# What the task requires
Scan the entries below. List each line with "length".

# Records for the task
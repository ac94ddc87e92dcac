#![cfg_attr(not(test), no_std)]

pub mod err;
pub mod instructions;
pub mod keys;

keys::id_str!(ID_STR, ID, "675kPX9MHTjS2zt1qfr1NYHuzeLXfQM9H24wFSUt1Mp8");
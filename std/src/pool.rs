use ammliq_core::typedefs::{
    base_quote::BaseQuote,
    keys::{AmmKeys, MarketKeys},
    pool_variant::PoolVariant,
    token::Token,
    ui_amount::parse_raw_amount,
};
use serde::{Deserialize, Serialize};

use crate::{
    err::LiqErr,
    interface::{pool_variant_as_version, B58PK},
};

/// Snapshot of a pool's metadata and reserves as served by the pool API.
///
/// Reserves and lp supply are decimal strings in UI units
/// and are converted to raw units by [`Self::raw_reserves`] and [`Self::raw_lp_supply`].
#[derive(Debug, Clone, PartialEq, Eq, Serialize, Deserialize)]
#[serde(rename_all = "camelCase")]
pub struct PoolInfo {
    pub id: B58PK,
    pub program_id: B58PK,

    #[serde(with = "pool_variant_as_version")]
    pub version: PoolVariant,

    pub base_mint: B58PK,
    pub base_decimals: u8,
    pub quote_mint: B58PK,
    pub quote_decimals: u8,
    pub lp_mint: B58PK,
    pub lp_decimals: u8,

    pub base_reserve: String,
    pub quote_reserve: String,
    pub lp_supply: String,

    pub authority: B58PK,
    pub open_orders: B58PK,
    pub target_orders: B58PK,
    pub base_vault: B58PK,
    pub quote_vault: B58PK,

    /// Standard pools only
    #[serde(default, skip_serializing_if = "Option::is_none")]
    pub withdraw_queue: Option<B58PK>,

    /// Standard pools only
    #[serde(default, skip_serializing_if = "Option::is_none")]
    pub lp_vault: Option<B58PK>,

    pub market_program_id: B58PK,
    pub market_id: B58PK,
    pub market_bids: B58PK,
    pub market_asks: B58PK,
    pub market_event_queue: B58PK,
    pub market_base_vault: B58PK,
    pub market_quote_vault: B58PK,
    pub market_authority: B58PK,
}

impl PoolInfo {
    #[inline]
    pub const fn variant(&self) -> PoolVariant {
        self.version
    }

    #[inline]
    pub const fn pool_tokens(&self) -> BaseQuote<Token> {
        BaseQuote {
            base: Token {
                mint: self.base_mint.0,
                decimals: self.base_decimals,
            },
            quote: Token {
                mint: self.quote_mint.0,
                decimals: self.quote_decimals,
            },
        }
    }

    #[inline]
    pub const fn lp_token(&self) -> Token {
        Token {
            mint: self.lp_mint.0,
            decimals: self.lp_decimals,
        }
    }

    pub fn raw_reserves(&self) -> Result<BaseQuote<u64>, LiqErr> {
        Ok(BaseQuote {
            base: to_raw("baseReserve", &self.base_reserve, self.base_decimals)?,
            quote: to_raw("quoteReserve", &self.quote_reserve, self.quote_decimals)?,
        })
    }

    pub fn raw_lp_supply(&self) -> Result<u64, LiqErr> {
        to_raw("lpSupply", &self.lp_supply, self.lp_decimals)
    }

    #[inline]
    pub fn amm_keys(&self) -> AmmKeys {
        AmmKeys {
            program_id: self.program_id.0,
            id: self.id.0,
            authority: self.authority.0,
            open_orders: self.open_orders.0,
            target_orders: self.target_orders.0,
            lp_mint: self.lp_mint.0,
            base_vault: self.base_vault.0,
            quote_vault: self.quote_vault.0,
            withdraw_queue: self.withdraw_queue.map(|pk| pk.0),
            lp_vault: self.lp_vault.map(|pk| pk.0),
        }
    }

    #[inline]
    pub const fn market_keys(&self) -> MarketKeys {
        MarketKeys {
            program_id: self.market_program_id.0,
            id: self.market_id.0,
            bids: self.market_bids.0,
            asks: self.market_asks.0,
            event_queue: self.market_event_queue.0,
            base_vault: self.market_base_vault.0,
            quote_vault: self.market_quote_vault.0,
            authority: self.market_authority.0,
        }
    }
}

fn to_raw(field: &'static str, value: &str, decimals: u8) -> Result<u64, LiqErr> {
    parse_raw_amount(value, decimals).map_err(|err| LiqErr::InvalidAmount {
        field,
        value: value.to_owned(),
        err,
    })
}
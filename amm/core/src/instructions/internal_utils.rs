use crate::err::IxDataErr;

// Lets the ix data constructors stay `const`
/// caba = `const_assign_byte_array`
pub(crate) const fn caba<const A: usize, const START: usize, const LEN: usize>(
    mut arr: [u8; A],
    val: &[u8; LEN],
) -> [u8; A] {
    const {
        assert!(START + LEN <= A);
    }

    let mut i = 0;
    while i < LEN {
        arr[START + i] = val[i];
        i += 1;
    }
    arr
}

/// csba = `const_split_byte_array`
#[inline]
pub(crate) const fn csba<const M: usize, const N: usize, const X: usize>(
    data: &[u8; M],
) -> (&[u8; N], &[u8; X]) {
    const {
        assert!(N <= M);
        assert!(X == M - N)
    }

    // Safety: bounds checked above
    let (a, b) = unsafe { data.split_at_unchecked(N) };

    // SAFETY: data is guaranteed to be of length M
    // and we are splitting it into two slices of length N and X (i.e M-N)
    (unsafe { &*a.as_ptr().cast::<[u8; N]>() }, unsafe {
        &*b.as_ptr().cast::<[u8; X]>()
    })
}

/// Checks the leading discriminant byte and strips it
#[inline]
pub(crate) const fn strip_discm<const M: usize, const X: usize>(
    data: &[u8; M],
    discm: u8,
) -> Result<&[u8; X], IxDataErr> {
    let (d, rest) = csba::<M, 1, X>(data);
    if d[0] != discm {
        return Err(IxDataErr::WrongDiscm {
            expected: discm,
            actual: d[0],
        });
    }
    Ok(rest)
}

#[inline]
pub(crate) fn exact_len<const M: usize>(data: &[u8]) -> Result<&[u8; M], IxDataErr> {
    data.try_into().map_err(|_| IxDataErr::WrongLen {
        expected: M,
        actual: data.len(),
    })
}
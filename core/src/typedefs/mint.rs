use ammliq_amm_core::keys::{NATIVE_MINT_ID, WSOL_MINT_ID};

#[inline]
pub fn is_native_mint(mint: &[u8; 32]) -> bool {
    *mint == NATIVE_MINT_ID
}

/// Pools only ever hold wrapped SOL, so the native placeholder
/// is mapped to the wrapped mint before any comparison against pool mints
#[inline]
pub fn normalize_mint(mint: &[u8; 32]) -> [u8; 32] {
    if is_native_mint(mint) {
        WSOL_MINT_ID
    } else {
        *mint
    }
}
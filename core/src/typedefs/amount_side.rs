use core::{error::Error, fmt::Display, str::FromStr};

/// Caller-facing label for the two amounts of a deposit,
/// independent of the pool's base/quote orientation
#[derive(Debug, Clone, Copy, PartialEq, Eq, Hash)]
pub enum AmountSide {
    A,
    B,
}

impl FromStr for AmountSide {
    type Err = UnknownAmountSideErr;

    #[inline]
    fn from_str(s: &str) -> Result<Self, Self::Err> {
        if s.eq_ignore_ascii_case("a") {
            Ok(Self::A)
        } else if s.eq_ignore_ascii_case("b") {
            Ok(Self::B)
        } else {
            Err(UnknownAmountSideErr)
        }
    }
}

#[derive(Debug, Clone, Copy, PartialEq, Eq, Hash)]
pub struct UnknownAmountSideErr;

impl Display for UnknownAmountSideErr {
    #[inline]
    fn fmt(&self, f: &mut core::fmt::Formatter<'_>) -> core::fmt::Result {
        f.write_str("fixed side must be one of \"a\", \"b\"")
    }
}

impl Error for UnknownAmountSideErr {}
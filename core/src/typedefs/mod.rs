pub mod amount_side;
pub mod base_quote;
pub mod keys;
pub mod mint;
pub mod pool_variant;
pub mod slippage;
pub mod token;
pub mod ui_amount;
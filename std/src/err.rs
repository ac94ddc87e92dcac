use std::{error::Error, fmt::Display};

use ammliq_core::{
    quote::{pair::PairAmountErr, withdraw::RemoveLiqQuoteErr},
    typedefs::{
        amount_side::UnknownAmountSideErr, pool_variant::PoolVariant, ui_amount::UiAmountErr,
    },
};

use crate::interface::pk_str;

// Re-exports to maintain -core compat
pub use ammliq_core::err::*;

#[derive(Clone, Debug, PartialEq, Eq, Hash)]
pub enum LiqErr {
    InvalidAmount {
        field: &'static str,
        value: String,
        err: UiAmountErr,
    },
    LiqIx(LiqIxErr),
    MissingTokenAcc { mint: [u8; 32] },
    PairAmount(PairAmountErr),

    /// Pool snapshot's program id is not the one configured for its version
    ProgramMismatch {
        variant: PoolVariant,
        expected: [u8; 32],
        actual: [u8; 32],
    },

    RemoveLiqQuote(RemoveLiqQuoteErr),

    /// The token account resolver failed
    Resolver(String),

    UnknownAmountSide(UnknownAmountSideErr),
}

impl Display for LiqErr {
    #[inline]
    fn fmt(&self, f: &mut std::fmt::Formatter<'_>) -> std::fmt::Result {
        match self {
            Self::InvalidAmount { field, value, err } => {
                write!(f, "{field}: {err} ({value:?})")
            }
            Self::LiqIx(e) => e.fmt(f),
            Self::MissingTokenAcc { mint } => {
                write!(f, "no token account found for mint {}", pk_str(mint))
            }
            Self::PairAmount(PairAmountErr::MintNotInPool { mint }) => {
                write!(f, "mint {} not in pool", pk_str(mint))
            }
            Self::PairAmount(PairAmountErr::SameMint { mint }) => {
                write!(f, "both amounts are of mint {}", pk_str(mint))
            }
            Self::PairAmount(e) => e.fmt(f),
            Self::ProgramMismatch {
                variant,
                expected,
                actual,
            } => write!(
                f,
                "v{} pool owned by {}, expected {}",
                variant.version(),
                pk_str(actual),
                pk_str(expected)
            ),
            Self::RemoveLiqQuote(e) => e.fmt(f),
            Self::Resolver(msg) => write!(f, "token account resolver: {msg}"),
            Self::UnknownAmountSide(e) => e.fmt(f),
        }
    }
}

impl Error for LiqErr {}

impl From<LiqIxErr> for LiqErr {
    #[inline]
    fn from(e: LiqIxErr) -> Self {
        Self::LiqIx(e)
    }
}

impl From<PairAmountErr> for LiqErr {
    #[inline]
    fn from(e: PairAmountErr) -> Self {
        Self::PairAmount(e)
    }
}

impl From<RemoveLiqQuoteErr> for LiqErr {
    #[inline]
    fn from(e: RemoveLiqQuoteErr) -> Self {
        Self::RemoveLiqQuote(e)
    }
}

impl From<UnknownAmountSideErr> for LiqErr {
    #[inline]
    fn from(e: UnknownAmountSideErr) -> Self {
        Self::UnknownAmountSide(e)
    }
}
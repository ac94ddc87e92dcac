use ammliq_std::{
    ammliq_amm_core::keys::{NATIVE_MINT_ID, STABLE_ID},
    config::LiquidityConfig,
    liquidity::Liquidity,
    pool::PoolInfo,
    typedefs::{
        pool_variant::PoolVariant,
        token::{Token, TokenAmount},
    },
};
use ammliq_test_utils::*;
use bs58_fixed_wasm::Bs58Array;

use crate::common::MockResolver;

pub const USER_BASE: [u8; 32] = fixture_pk(31);
pub const USER_QUOTE: [u8; 32] = fixture_pk(32);
pub const USER_LP: [u8; 32] = fixture_pk(33);

pub const BASE_DECIMALS: u8 = 9;
pub const QUOTE_DECIMALS: u8 = 6;

pub const BASE: Token = Token {
    mint: FIXTURE_BASE_MINT,
    decimals: BASE_DECIMALS,
};

pub const QUOTE: Token = Token {
    mint: FIXTURE_QUOTE_MINT,
    decimals: QUOTE_DECIMALS,
};

/// The pool's WSOL side as passed by callers holding unwrapped SOL
pub const NATIVE: Token = Token {
    mint: NATIVE_MINT_ID,
    decimals: BASE_DECIMALS,
};

pub const fn amt(token: Token, amt: u64) -> TokenAmount {
    TokenAmount::new(token, amt)
}

/// Raw reserves base=1,000,000 quote=2,000,000, lp supply 100 * 10^9
pub fn standard_pool() -> PoolInfo {
    PoolInfo {
        id: Bs58Array(FIXTURE_AMM),
        program_id: Bs58Array(FIXTURE_STANDARD_PROGRAM),
        version: PoolVariant::Standard,
        base_mint: Bs58Array(FIXTURE_BASE_MINT),
        base_decimals: BASE_DECIMALS,
        quote_mint: Bs58Array(FIXTURE_QUOTE_MINT),
        quote_decimals: QUOTE_DECIMALS,
        lp_mint: Bs58Array(FIXTURE_LP_MINT),
        lp_decimals: 9,
        base_reserve: "0.001".to_owned(),
        quote_reserve: "2".to_owned(),
        lp_supply: "100".to_owned(),
        authority: Bs58Array(FIXTURE_AMM_AUTHORITY),
        open_orders: Bs58Array(FIXTURE_AMM_OPEN_ORDERS),
        target_orders: Bs58Array(FIXTURE_AMM_TARGET_ORDERS),
        base_vault: Bs58Array(FIXTURE_BASE_VAULT),
        quote_vault: Bs58Array(FIXTURE_QUOTE_VAULT),
        withdraw_queue: Some(Bs58Array(FIXTURE_WITHDRAW_QUEUE)),
        lp_vault: Some(Bs58Array(FIXTURE_LP_VAULT)),
        market_program_id: Bs58Array(FIXTURE_MARKET_PROGRAM),
        market_id: Bs58Array(FIXTURE_MARKET),
        market_bids: Bs58Array(FIXTURE_MARKET_BIDS),
        market_asks: Bs58Array(FIXTURE_MARKET_ASKS),
        market_event_queue: Bs58Array(FIXTURE_MARKET_EVENT_QUEUE),
        market_base_vault: Bs58Array(FIXTURE_MARKET_BASE_VAULT),
        market_quote_vault: Bs58Array(FIXTURE_MARKET_QUOTE_VAULT),
        market_authority: Bs58Array(FIXTURE_MARKET_AUTHORITY),
    }
}

pub fn stable_pool() -> PoolInfo {
    PoolInfo {
        program_id: Bs58Array(STABLE_ID),
        version: PoolVariant::Stable,
        withdraw_queue: None,
        lp_vault: None,
        ..standard_pool()
    }
}

/// Resolver where every user account already exists
pub fn existing_accs_resolver() -> MockResolver {
    MockResolver::default()
        .with_existing(FIXTURE_BASE_MINT, USER_BASE)
        .with_existing(FIXTURE_QUOTE_MINT, USER_QUOTE)
        .with_existing(FIXTURE_LP_MINT, USER_LP)
}

pub fn liquidity(resolver: MockResolver) -> Liquidity<MockResolver> {
    Liquidity::new(LiquidityConfig::default(), resolver)
}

# Response area
    // SAFETY: data is guaranteed to be of length M
    // and we are splitting it into two slices of length N and X (i.e M-N)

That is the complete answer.